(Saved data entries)
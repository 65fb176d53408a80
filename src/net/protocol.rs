//! Wire messages between observers and the authority
//!
//! Observers only ever send intents; the authority replies with periodic
//! snapshots and a per-tick batch of discrete events.

use serde::{Deserialize, Serialize};

use crate::game::definitions::ArchetypeId;
use crate::game::events::SimEvent;
use crate::game::pool::PooledInstance;
use crate::game::state::{Enemy, EntityId, ItemKind, Pickup, PickupKind, Player, PlayerId, Projectile};
use crate::game::systems::weapon::{WeaponInstance, WeaponLoadout};
use crate::util::vec2::Vec2;

/// Messages from client to server
#[derive(Debug, Clone, Serialize, Deserialize)]
pub enum ClientMessage {
    /// Request to join the session
    JoinRequest { player_name: String },
    /// A player intent stamped with the tick the client last saw
    Intent { tick: u64, intent: PlayerIntent },
    Leave,
    /// Ping for latency measurement
    Ping { timestamp: u64 },
}

/// Requests an observer may make; the authority validates each one
#[derive(Debug, Clone, Copy, PartialEq, Serialize, Deserialize)]
pub enum PlayerIntent {
    /// Desired movement direction, clamped to unit length by the server
    Move { direction: Vec2 },
    UseItem { item: ItemKind },
    RequestFire { slot: u8 },
    /// Pick an option from the oldest pending upgrade offer
    ChooseUpgrade { index: u8 },
}

/// Messages from server to client
#[derive(Debug, Clone, Serialize, Deserialize)]
pub enum ServerMessage {
    JoinAccepted { player_id: PlayerId },
    JoinRejected { reason: String },
    Snapshot(GameSnapshot),
    /// Discrete events of one tick, in emission order
    Events { tick: u64, events: Vec<SimEvent> },
    /// Upgrade names offered to the receiving player
    UpgradeOffer { choices: Vec<String> },
    Pong {
        client_timestamp: u64,
        server_timestamp: u64,
    },
}

/// Continuous state replicated every snapshot interval
#[derive(Debug, Clone, Serialize, Deserialize)]
pub struct GameSnapshot {
    pub tick: u64,
    /// Session seconds
    pub elapsed: f32,
    pub spawner_running: bool,
    pub pvp_active: bool,
    pub players: Vec<PlayerSnapshot>,
    pub enemies: Vec<EnemySnapshot>,
    pub bosses: Vec<BossSnapshot>,
    pub projectiles: Vec<ProjectileSnapshot>,
    pub pickups: Vec<PickupSnapshot>,
}

#[derive(Debug, Clone, Serialize, Deserialize)]
pub struct PlayerSnapshot {
    pub id: PlayerId,
    pub name: String,
    pub position: Vec2,
    pub health: f32,
    pub max_health: f32,
    pub alive: bool,
    pub inventory: Vec<ItemKind>,
    pub coins: u32,
    pub level: u32,
    /// Upgrade offers waiting for a choice
    pub pending_upgrades: u32,
    pub damage_multiplier: f32,
    pub weapons: Vec<WeaponSnapshot>,
}

impl PlayerSnapshot {
    pub fn from_player(player: &Player, loadout: Option<&WeaponLoadout>) -> Self {
        Self {
            id: player.id,
            name: player.name.clone(),
            position: player.position,
            health: player.health.current(),
            max_health: player.health.max(),
            alive: player.alive,
            inventory: player.inventory.to_vec(),
            coins: player.coins,
            level: player.level,
            pending_upgrades: player.pending_upgrades.len() as u32,
            damage_multiplier: loadout.map_or(1.0, WeaponLoadout::damage_multiplier),
            weapons: loadout
                .map(|l| {
                    l.weapons()
                        .iter()
                        .map(|w| WeaponSnapshot::from_weapon(w, player.position))
                        .collect()
                })
                .unwrap_or_default(),
        }
    }
}

/// Weapon visual parameters; orbit weapons carry their orbital centers
#[derive(Debug, Clone, Serialize, Deserialize)]
pub struct WeaponSnapshot {
    pub name: String,
    pub cooldown_remaining: f32,
    pub orbitals: Vec<Vec2>,
}

impl WeaponSnapshot {
    pub fn from_weapon(weapon: &WeaponInstance, owner_position: Vec2) -> Self {
        Self {
            name: weapon.definition.name.clone(),
            cooldown_remaining: weapon.cooldown_remaining(),
            orbitals: weapon.orbital_positions(owner_position).to_vec(),
        }
    }
}

#[derive(Debug, Clone, Serialize, Deserialize)]
pub struct EnemySnapshot {
    pub id: EntityId,
    pub archetype: ArchetypeId,
    pub position: Vec2,
    pub health: f32,
    pub max_health: f32,
}

impl EnemySnapshot {
    pub fn from_enemy(instance: &PooledInstance<Enemy>) -> Self {
        Self {
            id: instance.handle,
            archetype: instance.archetype,
            position: instance.body.position,
            health: instance.body.health.current(),
            max_health: instance.body.health.max(),
        }
    }
}

#[derive(Debug, Clone, Serialize, Deserialize)]
pub struct BossSnapshot {
    pub id: EntityId,
    pub name: String,
    /// `None` while the default attack set is in use
    pub phase: Option<u32>,
    pub health_fraction: f32,
    pub charging: bool,
}

#[derive(Debug, Clone, Serialize, Deserialize)]
pub struct ProjectileSnapshot {
    pub id: EntityId,
    pub position: Vec2,
    pub velocity: Vec2,
    pub radius: f32,
    pub hostile: bool,
}

impl ProjectileSnapshot {
    pub fn from_projectile(projectile: &Projectile) -> Self {
        Self {
            id: projectile.id,
            position: projectile.position,
            velocity: projectile.velocity,
            radius: projectile.radius,
            hostile: projectile.is_hostile(),
        }
    }
}

#[derive(Debug, Clone, Serialize, Deserialize)]
pub struct PickupSnapshot {
    pub id: EntityId,
    pub position: Vec2,
    pub kind: PickupKind,
}

impl PickupSnapshot {
    pub fn from_pickup(pickup: &Pickup) -> Self {
        Self {
            id: pickup.id,
            position: pickup.position,
            kind: pickup.kind,
        }
    }
}

#[derive(Debug, thiserror::Error)]
pub enum ProtocolError {
    #[error("Encode error: {0}")]
    Encode(String),
    #[error("Decode error: {0}")]
    Decode(String),
}

/// Encode a message using bincode.
/// Uses legacy config for fixed-size integers.
pub fn encode<T: Serialize>(message: &T) -> Result<Vec<u8>, ProtocolError> {
    bincode::serde::encode_to_vec(message, bincode::config::legacy()).map_err(|e| ProtocolError::Encode(e.to_string()))
}

/// Decode a message using bincode
pub fn decode<T: for<'de> Deserialize<'de>>(data: &[u8]) -> Result<T, ProtocolError> {
    bincode::serde::decode_from_slice(data, bincode::config::legacy())
        .map(|(msg, _)| msg)
        .map_err(|e| ProtocolError::Decode(e.to_string()))
}

#[cfg(test)]
mod tests {
    use super::*;
    use crate::game::spatial::EntityRef;
    use uuid::Uuid;

    #[test]
    fn test_client_intent_message() {
        let msg = ClientMessage::Intent {
            tick: 42,
            intent: PlayerIntent::UseItem {
                item: ItemKind::BossSummon,
            },
        };
        let bytes = encode(&msg).unwrap();
        match decode::<ClientMessage>(&bytes).unwrap() {
            ClientMessage::Intent { tick, intent } => {
                assert_eq!(tick, 42);
                assert_eq!(
                    intent,
                    PlayerIntent::UseItem {
                        item: ItemKind::BossSummon
                    }
                );
            }
            other => panic!("Wrong message type: {:?}", other),
        }
    }

    #[test]
    fn test_event_batch_serialization() {
        let player = Uuid::new_v4();
        let events = vec![
            SimEvent::PhaseChanged {
                boss: 7,
                from: None,
                to: Some(1),
            },
            SimEvent::SlamWarning {
                boss: 7,
                center: Vec2::new(1.0, 2.0),
                radius: 3.0,
                delay: 1.0,
            },
            SimEvent::Died {
                target: EntityRef::Player(player),
            },
            SimEvent::PvpEnded { winner: Some(player) },
        ];
        let bytes = encode(&ServerMessage::Events {
            tick: 9,
            events: events.clone(),
        })
        .unwrap();

        match decode::<ServerMessage>(&bytes).unwrap() {
            ServerMessage::Events { tick, events: decoded } => {
                assert_eq!(tick, 9);
                assert_eq!(decoded, events);
            }
            other => panic!("Wrong message type: {:?}", other),
        }
    }

    #[test]
    fn test_snapshot_serialization() {
        let snapshot = GameSnapshot {
            tick: 300,
            elapsed: 10.0,
            spawner_running: true,
            pvp_active: false,
            players: vec![PlayerSnapshot {
                id: Uuid::new_v4(),
                name: "p1".into(),
                position: Vec2::new(3.0, -4.0),
                health: 80.0,
                max_health: 100.0,
                alive: true,
                inventory: vec![ItemKind::PvpTrigger],
                coins: 120,
                level: 2,
                pending_upgrades: 1,
                damage_multiplier: 1.5,
                weapons: vec![WeaponSnapshot {
                    name: "orbitals".into(),
                    cooldown_remaining: 0.0,
                    orbitals: vec![Vec2::new(1.0, 0.0), Vec2::new(-1.0, 0.0)],
                }],
            }],
            enemies: vec![],
            bosses: vec![BossSnapshot {
                id: 12,
                name: "warden".into(),
                phase: Some(2),
                health_fraction: 0.2,
                charging: true,
            }],
            projectiles: vec![],
            pickups: vec![PickupSnapshot {
                id: 40,
                position: Vec2::new(1.0, 1.0),
                kind: PickupKind::Coins(15),
            }],
        };

        let bytes = encode(&ServerMessage::Snapshot(snapshot)).unwrap();
        match decode::<ServerMessage>(&bytes).unwrap() {
            ServerMessage::Snapshot(decoded) => {
                assert_eq!(decoded.tick, 300);
                assert_eq!(decoded.players[0].weapons[0].orbitals.len(), 2);
                assert_eq!(decoded.players[0].inventory, vec![ItemKind::PvpTrigger]);
                assert_eq!(decoded.players[0].coins, 120);
                assert_eq!(decoded.pickups[0].kind, PickupKind::Coins(15));
                assert_eq!(decoded.bosses[0].phase, Some(2));
                assert!(decoded.bosses[0].charging);
            }
            other => panic!("Wrong message type: {:?}", other),
        }
    }

    #[test]
    fn test_invalid_decode() {
        let result = decode::<ClientMessage>(&[0xFF, 0xFF, 0xFF, 0xFF, 0x01]);
        assert!(matches!(result, Err(ProtocolError::Decode(_))));
    }
}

> _ACTIVITY_
Looking at the entries above, copy out every line in which "config" occurs.

> _TASK OUTPUT_
/// Uses legacy config for fixed-size integers.
    bincode::serde::encode_to_vec(message, bincode::config::legacy()).map_err(|e| ProtocolError::Encode(e.to_string()))
    bincode::serde::decode_from_slice(data, bincode::config::legacy())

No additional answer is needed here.